▶ [Required work] Type out each entry exactly.
·····
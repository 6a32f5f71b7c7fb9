/// Newline-delimited JSON-RPC transport over stdin/stdout.
///
/// Grounded on `protocol/transport.py`'s `StdioTransport` and the teacher's
/// `run_server_stdio` buffered-I/O loop: one JSON object per line, parse
/// errors are recovered rather than fatal, and every write is flushed
/// immediately so the host observes completion promptly (spec.md §4.B).
use tokio::io::{AsyncBufReadExt, AsyncWriteExt, BufReader, BufWriter, Lines, Stdin, Stdout};
use tracing::{debug, warn};

use super::schemas::{RpcNotification, RpcRequest, RpcResponse};

/// The conventional sentinel used when a parse error leaves no recoverable id.
pub const UNKNOWN_ID: &str = "unknown";

/// One line's outcome after decode.
pub enum Incoming {
    /// A well-formed Request or Notification.
    Message(RpcRequest),
    /// The line didn't parse as JSON-RPC; carries the id extracted from the
    /// raw JSON if any, else the `"unknown"` sentinel, plus the decode error.
    ParseError {
        id: serde_json::Value,
        error: String,
    },
    /// Line contained no content; caller should keep reading.
    Blank,
}

pub struct StdioTransport {
    lines: Lines<BufReader<Stdin>>,
    writer: BufWriter<Stdout>,
}

impl StdioTransport {
    pub fn new() -> Self {
        let stdin = tokio::io::stdin();
        let stdout = tokio::io::stdout();
        Self {
            lines: BufReader::with_capacity(8192, stdin).lines(),
            writer: BufWriter::with_capacity(8192, stdout),
        }
    }

    /// Read the next line and decode it. Returns `Ok(None)` on clean EOF.
    pub async fn next_incoming(&mut self) -> std::io::Result<Option<Incoming>> {
        let Some(line) = self.lines.next_line().await? else {
            return Ok(None);
        };

        if line.trim().is_empty() {
            return Ok(Some(Incoming::Blank));
        }

        match serde_json::from_str::<RpcRequest>(&line) {
            Ok(request) => Ok(Some(Incoming::Message(request))),
            Err(err) => {
                warn!(error = %err, "failed to parse JSON-RPC line");
                let id = serde_json::from_str::<serde_json::Value>(&line)
                    .ok()
                    .and_then(|v| v.get("id").cloned())
                    .unwrap_or_else(|| serde_json::Value::String(UNKNOWN_ID.to_string()));
                Ok(Some(Incoming::ParseError {
                    id,
                    error: err.to_string(),
                }))
            }
        }
    }

    /// Write one response, terminated by a newline, flushed immediately.
    /// Writes are serialized through `&mut self` so two messages never
    /// interleave on the wire.
    pub async fn write_response(&mut self, response: &RpcResponse) -> std::io::Result<()> {
        let payload = serde_json::to_string(response)
            .unwrap_or_else(|_| r#"{"jsonrpc":"2.0","id":null,"error":{"code":-32603,"message":"serialization failure"}}"#.to_string());
        self.write_line(&payload).await
    }

    pub async fn write_notification(&mut self, notification: &RpcNotification) -> std::io::Result<()> {
        let payload = serde_json::to_string(notification).unwrap_or_default();
        if payload.is_empty() {
            return Ok(());
        }
        self.write_line(&payload).await
    }

    async fn write_line(&mut self, payload: &str) -> std::io::Result<()> {
        self.writer.write_all(payload.as_bytes()).await?;
        self.writer.write_all(b"\n").await?;
        self.writer.flush().await?;
        debug!(bytes = payload.len(), "wrote message to stdout");
        Ok(())
    }
}

impl Default for StdioTransport {
    fn default() -> Self {
        Self::new()
    }
}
·····
▶ [Task answer]
repository 6a32f5f71b7c7fb9
/// Newline-delimited JSON-RPC transport over stdin/stdout.
///
/// Grounded on `protocol/transport.py`'s `StdioTransport` and the teacher's
/// `run_server_stdio` buffered-I/O loop: one JSON object per line, parse
/// errors are recovered rather than fatal, and every write is flushed
/// immediately so the host observes completion promptly (spec.md §4.B).
use tokio::io::{AsyncBufReadExt, AsyncWriteExt, BufReader, BufWriter, Lines, Stdin, Stdout};
use tracing::{debug, warn};

use super::schemas::{RpcNotification, RpcRequest, RpcResponse};

/// The conventional sentinel used when a parse error leaves no recoverable id.
pub const UNKNOWN_ID: &str = "unknown";

/// One line's outcome after decode.
pub enum Incoming {
    /// A well-formed Request or Notification.
    Message(RpcRequest),
    /// The line didn't parse as JSON-RPC; carries the id extracted from the
    /// raw JSON if any, else the `"unknown"` sentinel, plus the decode error.
    ParseError {
        id: serde_json::Value,
        error: String,
    },
    /// Line contained no content; caller should keep reading.
    Blank,
}

pub struct StdioTransport {
    lines: Lines<BufReader<Stdin>>,
    writer: BufWriter<Stdout>,
}

impl StdioTransport {
    pub fn new() -> Self {
        let stdin = tokio::io::stdin();
        let stdout = tokio::io::stdout();
        Self {
            lines: BufReader::with_capacity(8192, stdin).lines(),
            writer: BufWriter::with_capacity(8192, stdout),
        }
    }

    /// Read the next line and decode it. Returns `Ok(None)` on clean EOF.
    pub async fn next_incoming(&mut self) -> std::io::Result<Option<Incoming>> {
        let Some(line) = self.lines.next_line().await? else {
            return Ok(None);
        };

        if line.trim().is_empty() {
            return Ok(Some(Incoming::Blank));
        }

        match serde_json::from_str::<RpcRequest>(&line) {
            Ok(request) => Ok(Some(Incoming::Message(request))),
            Err(err) => {
                warn!(error = %err, "failed to parse JSON-RPC line");
                let id = serde_json::from_str::<serde_json::Value>(&line)
                    .ok()
                    .and_then(|v| v.get("id").cloned())
                    .unwrap_or_else(|| serde_json::Value::String(UNKNOWN_ID.to_string()));
                Ok(Some(Incoming::ParseError {
                    id,
                    error: err.to_string(),
                }))
            }
        }
    }

    /// Write one response, terminated by a newline, flushed immediately.
    /// Writes are serialized through `&mut self` so two messages never
    /// interleave on the wire.
    pub async fn write_response(&mut self, response: &RpcResponse) -> std::io::Result<()> {
        let payload = serde_json::to_string(response)
            .unwrap_or_else(|_| r#"{"jsonrpc":"2.0","id":null,"error":{"code":-32603,"message":"serialization failure"}}"#.to_string());
        self.write_line(&payload).await
    }

    pub async fn write_notification(&mut self, notification: &RpcNotification) -> std::io::Result<()> {
        let payload = serde_json::to_string(notification).unwrap_or_default();
        if payload.is_empty() {
            return Ok(());
        }
        self.write_line(&payload).await
    }

    async fn write_line(&mut self, payload: &str) -> std::io::Result<()> {
        self.writer.write_all(payload.as_bytes()).await?;
        self.writer.write_all(b"\n").await?;
        self.writer.flush().await?;
        debug!(bytes = payload.len(), "wrote message to stdout");
        Ok(())
    }
}

impl Default for StdioTransport {
    fn default() -> Self {
        Self::new()
    }
}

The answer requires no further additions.